Write out the material below exactly, beginning at the line that contains "self.total.store(total_work, Ordering::Relaxed);" and ending with its last line, both ends included; write nothing else.

§ **DATA**:
○ ○ ○ ○ ○

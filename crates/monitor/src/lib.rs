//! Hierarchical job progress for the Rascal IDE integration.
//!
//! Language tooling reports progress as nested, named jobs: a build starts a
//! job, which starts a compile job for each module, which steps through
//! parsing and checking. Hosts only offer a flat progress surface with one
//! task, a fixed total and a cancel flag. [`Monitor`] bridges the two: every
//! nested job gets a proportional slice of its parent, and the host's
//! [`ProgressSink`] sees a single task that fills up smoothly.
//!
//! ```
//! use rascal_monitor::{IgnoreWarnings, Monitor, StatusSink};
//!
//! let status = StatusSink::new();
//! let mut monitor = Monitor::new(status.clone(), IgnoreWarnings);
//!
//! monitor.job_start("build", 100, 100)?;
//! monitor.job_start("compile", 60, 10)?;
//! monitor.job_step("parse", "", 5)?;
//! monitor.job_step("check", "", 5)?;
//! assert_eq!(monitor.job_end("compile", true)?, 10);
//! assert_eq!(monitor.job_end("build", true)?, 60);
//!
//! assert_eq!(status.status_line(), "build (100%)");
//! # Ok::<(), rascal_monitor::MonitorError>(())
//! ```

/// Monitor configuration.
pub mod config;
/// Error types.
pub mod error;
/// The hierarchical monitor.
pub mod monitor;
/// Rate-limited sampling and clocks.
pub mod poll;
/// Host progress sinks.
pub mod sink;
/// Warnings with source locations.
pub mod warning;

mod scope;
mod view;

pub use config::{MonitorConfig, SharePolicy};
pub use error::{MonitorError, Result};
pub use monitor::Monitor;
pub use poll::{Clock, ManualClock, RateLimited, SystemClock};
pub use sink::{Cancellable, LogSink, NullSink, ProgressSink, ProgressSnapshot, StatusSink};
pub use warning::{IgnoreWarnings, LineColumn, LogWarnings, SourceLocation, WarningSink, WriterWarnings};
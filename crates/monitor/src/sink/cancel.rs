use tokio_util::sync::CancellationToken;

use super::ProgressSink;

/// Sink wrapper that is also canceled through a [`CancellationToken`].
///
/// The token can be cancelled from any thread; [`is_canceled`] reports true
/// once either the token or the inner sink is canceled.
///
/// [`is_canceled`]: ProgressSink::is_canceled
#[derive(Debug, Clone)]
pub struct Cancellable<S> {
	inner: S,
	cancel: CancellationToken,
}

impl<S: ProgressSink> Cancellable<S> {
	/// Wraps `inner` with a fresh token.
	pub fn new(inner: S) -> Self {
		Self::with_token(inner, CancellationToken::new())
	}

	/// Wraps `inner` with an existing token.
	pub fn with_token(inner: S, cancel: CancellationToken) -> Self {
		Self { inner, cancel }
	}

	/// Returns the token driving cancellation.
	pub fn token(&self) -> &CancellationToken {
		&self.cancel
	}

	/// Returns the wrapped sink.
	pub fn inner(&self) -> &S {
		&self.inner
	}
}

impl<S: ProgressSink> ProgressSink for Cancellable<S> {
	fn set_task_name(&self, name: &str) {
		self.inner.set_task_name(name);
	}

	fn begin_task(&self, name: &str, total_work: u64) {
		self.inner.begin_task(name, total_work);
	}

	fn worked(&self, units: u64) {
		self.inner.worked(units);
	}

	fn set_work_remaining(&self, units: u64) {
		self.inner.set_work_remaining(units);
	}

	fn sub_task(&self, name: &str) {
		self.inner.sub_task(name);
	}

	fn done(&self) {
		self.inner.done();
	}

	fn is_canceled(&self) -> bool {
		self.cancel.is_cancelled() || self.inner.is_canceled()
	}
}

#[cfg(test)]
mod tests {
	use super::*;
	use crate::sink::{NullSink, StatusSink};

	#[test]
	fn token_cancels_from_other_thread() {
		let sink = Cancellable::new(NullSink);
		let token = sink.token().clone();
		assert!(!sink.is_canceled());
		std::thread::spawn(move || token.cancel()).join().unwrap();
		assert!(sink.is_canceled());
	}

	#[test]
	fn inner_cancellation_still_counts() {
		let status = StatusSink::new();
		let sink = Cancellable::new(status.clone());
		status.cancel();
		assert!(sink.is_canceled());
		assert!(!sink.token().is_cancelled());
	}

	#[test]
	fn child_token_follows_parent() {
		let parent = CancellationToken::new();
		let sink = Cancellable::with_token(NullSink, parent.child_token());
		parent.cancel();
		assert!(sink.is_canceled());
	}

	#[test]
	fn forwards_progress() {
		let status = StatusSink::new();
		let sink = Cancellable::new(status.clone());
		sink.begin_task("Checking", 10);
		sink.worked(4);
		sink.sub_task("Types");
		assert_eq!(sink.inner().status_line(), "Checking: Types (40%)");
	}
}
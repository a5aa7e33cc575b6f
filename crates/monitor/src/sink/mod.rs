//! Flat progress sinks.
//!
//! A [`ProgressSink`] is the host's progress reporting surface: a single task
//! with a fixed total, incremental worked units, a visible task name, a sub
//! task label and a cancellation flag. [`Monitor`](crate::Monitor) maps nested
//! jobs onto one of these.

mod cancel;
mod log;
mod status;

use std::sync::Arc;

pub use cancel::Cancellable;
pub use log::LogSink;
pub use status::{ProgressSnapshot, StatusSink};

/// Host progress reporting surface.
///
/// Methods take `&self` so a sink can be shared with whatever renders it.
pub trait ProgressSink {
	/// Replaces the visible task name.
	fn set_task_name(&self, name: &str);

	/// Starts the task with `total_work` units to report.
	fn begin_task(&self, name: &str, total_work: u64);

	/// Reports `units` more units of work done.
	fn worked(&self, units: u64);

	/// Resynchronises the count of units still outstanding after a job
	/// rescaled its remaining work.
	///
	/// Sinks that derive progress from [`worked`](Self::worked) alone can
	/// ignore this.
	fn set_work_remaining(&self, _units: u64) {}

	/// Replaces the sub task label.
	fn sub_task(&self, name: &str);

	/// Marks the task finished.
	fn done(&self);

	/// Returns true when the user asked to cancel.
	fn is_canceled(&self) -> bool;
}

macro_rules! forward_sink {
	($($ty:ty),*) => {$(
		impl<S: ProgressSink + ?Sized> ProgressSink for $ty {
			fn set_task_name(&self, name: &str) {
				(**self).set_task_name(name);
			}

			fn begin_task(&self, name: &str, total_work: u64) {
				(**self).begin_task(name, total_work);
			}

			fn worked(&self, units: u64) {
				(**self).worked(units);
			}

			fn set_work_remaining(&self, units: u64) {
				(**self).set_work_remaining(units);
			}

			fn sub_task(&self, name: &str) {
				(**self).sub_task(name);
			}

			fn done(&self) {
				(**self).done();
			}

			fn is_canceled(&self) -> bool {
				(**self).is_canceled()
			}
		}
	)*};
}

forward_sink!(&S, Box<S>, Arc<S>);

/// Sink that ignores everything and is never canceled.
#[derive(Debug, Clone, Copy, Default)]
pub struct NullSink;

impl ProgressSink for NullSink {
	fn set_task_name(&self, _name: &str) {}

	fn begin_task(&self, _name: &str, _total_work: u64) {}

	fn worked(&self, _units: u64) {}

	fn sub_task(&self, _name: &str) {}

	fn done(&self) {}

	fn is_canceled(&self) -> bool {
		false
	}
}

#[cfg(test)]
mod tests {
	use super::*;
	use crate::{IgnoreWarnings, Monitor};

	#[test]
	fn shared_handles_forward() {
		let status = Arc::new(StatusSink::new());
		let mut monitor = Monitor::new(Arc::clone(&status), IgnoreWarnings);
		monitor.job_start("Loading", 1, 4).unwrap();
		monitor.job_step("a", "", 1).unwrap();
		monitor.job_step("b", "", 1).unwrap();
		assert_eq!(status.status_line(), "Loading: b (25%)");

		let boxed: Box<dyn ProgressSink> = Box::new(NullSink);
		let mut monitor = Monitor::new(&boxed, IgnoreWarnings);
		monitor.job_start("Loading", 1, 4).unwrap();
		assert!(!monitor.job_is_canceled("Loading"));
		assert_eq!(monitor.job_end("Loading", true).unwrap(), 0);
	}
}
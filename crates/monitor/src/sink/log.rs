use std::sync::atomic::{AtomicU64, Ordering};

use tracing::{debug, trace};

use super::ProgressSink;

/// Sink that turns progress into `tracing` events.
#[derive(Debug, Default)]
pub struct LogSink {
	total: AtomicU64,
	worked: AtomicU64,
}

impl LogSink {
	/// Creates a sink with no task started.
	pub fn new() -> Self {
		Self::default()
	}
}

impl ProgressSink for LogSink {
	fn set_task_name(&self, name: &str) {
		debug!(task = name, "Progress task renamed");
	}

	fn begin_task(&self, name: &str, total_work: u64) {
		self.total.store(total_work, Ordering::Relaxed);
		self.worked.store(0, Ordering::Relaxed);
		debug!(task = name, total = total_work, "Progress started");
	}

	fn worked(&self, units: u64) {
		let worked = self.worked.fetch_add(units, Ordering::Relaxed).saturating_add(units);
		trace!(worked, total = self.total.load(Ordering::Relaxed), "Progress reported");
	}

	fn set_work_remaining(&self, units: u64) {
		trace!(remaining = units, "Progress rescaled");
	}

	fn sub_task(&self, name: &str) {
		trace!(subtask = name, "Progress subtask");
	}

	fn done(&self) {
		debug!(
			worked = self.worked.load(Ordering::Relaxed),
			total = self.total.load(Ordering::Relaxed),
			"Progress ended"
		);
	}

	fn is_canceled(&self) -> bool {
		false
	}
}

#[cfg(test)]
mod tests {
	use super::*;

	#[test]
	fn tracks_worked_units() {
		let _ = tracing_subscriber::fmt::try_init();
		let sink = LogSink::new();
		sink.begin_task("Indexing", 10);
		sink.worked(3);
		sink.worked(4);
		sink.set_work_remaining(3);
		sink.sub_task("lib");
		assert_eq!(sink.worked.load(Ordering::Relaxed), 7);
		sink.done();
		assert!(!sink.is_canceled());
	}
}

○ ○ ○ ○ ○

§ **OUTPUT FOR THIS EXERCISE**:
		self.total.store(total_work, Ordering::Relaxed);
		self.worked.store(0, Ordering::Relaxed);
		debug!(task = name, total = total_work, "Progress started");
	}

	fn worked(&self, units: u64) {
		let worked = self.worked.fetch_add(units, Ordering::Relaxed).saturating_add(units);
		trace!(worked, total = self.total.load(Ordering::Relaxed), "Progress reported");
	}

	fn set_work_remaining(&self, units: u64) {
		trace!(remaining = units, "Progress rescaled");
	}

	fn sub_task(&self, name: &str) {
		trace!(subtask = name, "Progress subtask");
	}

	fn done(&self) {
		debug!(
			worked = self.worked.load(Ordering::Relaxed),
			total = self.total.load(Ordering::Relaxed),
			"Progress ended"
		);
	}

	fn is_canceled(&self) -> bool {
		false
	}
}

#[cfg(test)]
mod tests {
	use super::*;

	#[test]
	fn tracks_worked_units() {
		let _ = tracing_subscriber::fmt::try_init();
		let sink = LogSink::new();
		sink.begin_task("Indexing", 10);
		sink.worked(3);
		sink.worked(4);
		sink.set_work_remaining(3);
		sink.sub_task("lib");
		assert_eq!(sink.worked.load(Ordering::Relaxed), 7);
		sink.done();
		assert!(!sink.is_canceled());
	}
}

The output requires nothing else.